## Data shown
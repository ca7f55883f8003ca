// envkit: Typed access to environment variables
//
// SPDX-FileCopyrightText: 2026 Romeo Ahmed
// SPDX-License-Identifier: GPL-3.0-or-later

//! Get command implementation.

use std::io::Write;

use anyhow::bail;

use crate::cli::lookup::{GetArgs, View};
use crate::entry::Entry;
use crate::environment::Environment;
use crate::environment::backing::Backing;
use crate::error::Result;

/// Main handler for the get command.
///
/// # Errors
///
/// Returns an error if the variable is missing (under any miss policy other
/// than blankify), if the conversion fails, or if writing fails.
pub fn run_get_command<B: Backing>(
    args: &GetArgs,
    env: &Environment<B>,
    out: &mut impl Write,
) -> Result<()> {
    let Some(entry) = env.get(&args.name)? else {
        bail!("{} is not set", args.name);
    };

    for line in render(&entry, args.view)? {
        writeln!(out, "{line}")?;
    }
    Ok(())
}

/// Renders an entry through `view` as output lines.
///
/// Scalar views produce one line; list views produce one line per element
/// and none for an empty value.
///
/// # Errors
///
/// Returns the conversion error of the view.
pub fn render(entry: &Entry, view: View) -> Result<Vec<String>> {
    let lines = match view {
        View::Str => vec![entry.to_string()],
        View::Int => vec![entry.as_int()?.to_string()],
        View::Float => vec![entry.as_float()?.to_string()],
        View::Bool => vec![entry.as_bool()?.to_string()],
        View::Json => vec![serde_json::to_string_pretty(&entry.from_json()?)?],
        View::List => entry.as_list(),
        View::Path => vec![entry.as_path().display().to_string()],
        View::PathList => entry
            .as_path_list()
            .iter()
            .map(|p| p.display().to_string())
            .collect(),
    };
    Ok(lines)
}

## How to complete this task
If a line of the entries holds the word "Returns", copy it out.

## Solution to the problem
/// Returns an error if the variable is missing (under any miss policy other
/// Returns the conversion error of the view.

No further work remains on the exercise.